Dataset entries
*** Block opens ***

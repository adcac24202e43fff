//! Runtime configuration for the fitting components.
//!
//! Each component takes an explicit, typed configuration struct at
//! construction. All of them can be loaded from a JSON file and overridden
//! field by field from the command line.

use std::collections::BTreeMap;
use std::path::PathBuf;

use serde::{Deserialize, Serialize};

/// How a new population of trial models is produced.
#[derive(Debug, Clone, Copy, PartialEq, Eq, Serialize, Deserialize)]
#[serde(rename_all = "lowercase")]
pub enum GenerationMethod {
    Grid,
    Genetic,
}

impl GenerationMethod {
    pub fn as_str(self) -> &'static str {
        match self {
            GenerationMethod::Grid => "grid",
            GenerationMethod::Genetic => "genetic",
        }
    }
}

impl std::str::FromStr for GenerationMethod {
    type Err = String;

    fn from_str(s: &str) -> Result<Self, Self::Err> {
        match s {
            "grid" => Ok(GenerationMethod::Grid),
            "genetic" => Ok(GenerationMethod::Genetic),
            other => Err(format!("invalid generation method '{other}'")),
        }
    }
}

/// Complete configuration for one exploration invocation.
#[derive(Debug, Clone, Serialize, Deserialize)]
#[serde(default)]
pub struct ExplorationConfig {
    /// Name of the fitting run to explore
    pub run_name: String,
    /// Population strategy
    pub method: GenerationMethod,
    /// Number of generations to run in this invocation
    pub ngenerations: usize,
    /// Requested number of simulations per generation
    pub nsimulations: usize,
    /// Bump the wavelength grid level for the new generation
    pub refine_spectral: bool,
    /// Advance to the next (finer) spatial representation
    pub refine_spatial: bool,
    /// Scale the number of photon packages by this factor
    pub npackages_factor: Option<f64>,
    /// Override dust self-absorption for the new generation
    pub selfabsorption: Option<bool>,
    /// Override transient heating for the new generation
    pub transient_heating: Option<bool>,
    /// Remove this generation and everything after it before exploring
    pub restart_from: Option<String>,
    /// Short-circuit just before every submit
    pub dry: bool,
    /// Remote host ids to spread simulations over (empty = local only)
    pub remotes: Vec<String>,
    /// Pack multiple simulations into one scheduler job
    pub group: bool,
    /// Explicit parameter ranges (label -> "min max" pair), overriding derivation
    pub ranges: BTreeMap<String, (crate::units::Quantity, crate::units::Quantity)>,
    /// Relative spread around the best model when deriving ranges
    pub relative_spread: f64,
    /// Explicit number of grid points per label
    pub npoints: BTreeMap<String, usize>,
    /// Per-label sampling weights (grid: who gets extra resolution first)
    pub weights: BTreeMap<String, f64>,
    /// Seed for every stochastic component of this invocation
    pub seed: u64,
    /// Record wall times into the timing table
    pub record_timing: bool,
    /// Record peak memory into the memory table
    pub record_memory: bool,
    /// GA hyper-parameters
    pub optimizer: OptimizerConfig,
    /// Recurrence detection settings
    pub recurrence: RecurrenceConfig,
    /// Launcher settings
    pub launcher: LauncherConfig,
    /// Synchronizer settings
    pub sync: SyncConfig,
}

impl Default for ExplorationConfig {
    fn default() -> Self {
        Self {
            run_name: String::new(),
            method: GenerationMethod::Genetic,
            ngenerations: 1,
            nsimulations: 100,
            refine_spectral: false,
            refine_spatial: false,
            npackages_factor: None,
            selfabsorption: None,
            transient_heating: None,
            restart_from: None,
            dry: false,
            remotes: Vec::new(),
            group: false,
            ranges: BTreeMap::new(),
            relative_spread: 0.3,
            npoints: BTreeMap::new(),
            weights: BTreeMap::new(),
            seed: 42,
            record_timing: true,
            record_memory: true,
            optimizer: OptimizerConfig::default(),
            recurrence: RecurrenceConfig::default(),
            launcher: LauncherConfig::default(),
            sync: SyncConfig::default(),
        }
    }
}

/// Hyper-parameters of the genetic engine.
///
/// Persisted with the run (`optimizer.json`) so that later generations evolve
/// under the same settings that produced the current engine state.
#[derive(Debug, Clone, PartialEq, Serialize, Deserialize)]
#[serde(default)]
pub struct OptimizerConfig {
    /// Probability of single-point crossover (else the first parent is cloned)
    pub crossover_rate: f64,
    /// Per-label mutation probability
    pub mutation_rate: f64,
    /// Mutation sigma as a fraction of the label's range span
    pub mutation_sigma: f64,
    /// Number of best individuals copied unchanged into the next generation
    pub elitism: usize,
    /// Tournament size for parent selection
    pub tournament_size: usize,
}

impl Default for OptimizerConfig {
    fn default() -> Self {
        Self {
            crossover_rate: 0.65,
            mutation_rate: 0.15,
            mutation_sigma: 0.1,
            elitism: 2,
            tournament_size: 3,
        }
    }
}

/// Per-label tolerance override for recurrence detection.
#[derive(Debug, Clone, Copy, PartialEq, Serialize, Deserialize)]
pub struct Tolerance {
    pub rtol: f64,
    pub atol: f64,
}

/// Settings for detecting recurrent individuals.
#[derive(Debug, Clone, Serialize, Deserialize)]
#[serde(default)]
pub struct RecurrenceConfig {
    /// Compare new individuals against all previously evaluated ones
    pub check: bool,
    /// Global relative tolerance
    pub rtol: f64,
    /// Global absolute tolerance
    pub atol: f64,
    /// Per-label overrides of the global tolerances
    pub per_label: BTreeMap<String, Tolerance>,
}

impl Default for RecurrenceConfig {
    fn default() -> Self {
        Self {
            check: true,
            rtol: 1e-5,
            atol: 1e-8,
            per_label: BTreeMap::new(),
        }
    }
}

/// How the external simulator binary is invoked.
#[derive(Debug, Clone, Serialize, Deserialize)]
#[serde(default)]
pub struct SimulatorConfig {
    /// Path to the simulator executable
    pub executable: PathBuf,
    /// MPI launcher used when the parallelization has more than one process
    pub mpirun: PathBuf,
    /// Extra arguments appended to every invocation
    pub extra_args: Vec<String>,
}

impl Default for SimulatorConfig {
    fn default() -> Self {
        Self {
            executable: PathBuf::from("skirt"),
            mpirun: PathBuf::from("mpirun"),
            extra_args: Vec::new(),
        }
    }
}

/// Settings for the simulation launcher.
#[derive(Debug, Clone, Serialize, Deserialize)]
#[serde(default)]
pub struct LauncherConfig {
    /// Bound on concurrently running local simulations (0 = physical cores)
    pub max_local_jobs: usize,
    /// Keep remote output directories after retrieval
    pub keep_remote_output: bool,
    /// Safety factor applied to summed wall-time estimates of grouped jobs
    pub group_walltime_factor: f64,
    /// Preferred wall time of one grouped job, in seconds
    pub group_walltime: f64,
    /// Wall time assumed for a simulation with no timing history, in seconds
    pub default_walltime: f64,
    /// Simulator invocation
    pub simulator: SimulatorConfig,
    /// Remote root under which per-run working directories are created
    pub remote_workdir: String,
}

impl Default for LauncherConfig {
    fn default() -> Self {
        Self {
            max_local_jobs: 0,
            keep_remote_output: false,
            group_walltime_factor: 1.2,
            group_walltime: 12.0 * 3600.0,
            default_walltime: 3600.0,
            simulator: SimulatorConfig::default(),
            remote_workdir: "~/rtfit".to_string(),
        }
    }
}

/// Settings for the remote synchronizer.
#[derive(Debug, Clone, Serialize, Deserialize)]
#[serde(default)]
pub struct SyncConfig {
    /// Base poll interval per host, in seconds
    pub poll_interval: f64,
    /// Multiplier applied to the interval after a transient error
    pub backoff_factor: f64,
    /// Ceiling on the backed-off interval, in seconds
    pub max_poll_interval: f64,
    /// Deadline for a single remote operation, in seconds
    pub deadline: f64,
    /// Transient retries before a simulation is marked aborted
    pub max_retries: u32,
}

impl Default for SyncConfig {
    fn default() -> Self {
        Self {
            poll_interval: 30.0,
            backoff_factor: 2.0,
            max_poll_interval: 600.0,
            deadline: 120.0,
            max_retries: 5,
        }
    }
}

impl ExplorationConfig {
    /// Create from JSON string.
    pub fn from_json(json: &str) -> Result<Self, serde_json::Error> {
        serde_json::from_str(json)
    }

    /// Serialize to JSON string.
    pub fn to_json(&self) -> Result<String, serde_json::Error> {
        serde_json::to_string_pretty(self)
    }

    /// Create from a JSON file.
    pub fn from_file(path: &std::path::Path) -> anyhow::Result<Self> {
        let content = std::fs::read_to_string(path)?;
        Ok(Self::from_json(&content)?)
    }
}

#[cfg(test)]
mod tests {
    use super::*;

    #[test]
    fn test_default_config() {
        let config = ExplorationConfig::default();
        assert_eq!(config.optimizer.tournament_size, 3);
        assert_eq!(config.recurrence.rtol, 1e-5);
        assert!(config.record_timing);
    }

    #[test]
    fn test_json_roundtrip() {
        let config = ExplorationConfig::default();
        let json = config.to_json().unwrap();
        let parsed = ExplorationConfig::from_json(&json).unwrap();
        assert_eq!(parsed.optimizer, config.optimizer);
        assert_eq!(parsed.sync.max_retries, config.sync.max_retries);
    }

    #[test]
    fn test_partial_json_uses_defaults() {
        let parsed = ExplorationConfig::from_json(r#"{"run_name": "m81", "nsimulations": 9}"#).unwrap();
        assert_eq!(parsed.run_name, "m81");
        assert_eq!(parsed.nsimulations, 9);
        assert_eq!(parsed.ngenerations, 1);
        assert!(parsed.recurrence.check);
    }
}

*** Block closes ***

_EXERCISE BRIEF:_ Pull out all lines of the data with the string "bool".

_WRITTEN RESPONSE:_
    pub refine_spectral: bool,
    pub refine_spatial: bool,
    pub selfabsorption: Option<bool>,
    pub transient_heating: Option<bool>,
    pub dry: bool,
    pub group: bool,
    pub record_timing: bool,
    pub record_memory: bool,
    pub check: bool,
    pub keep_remote_output: bool,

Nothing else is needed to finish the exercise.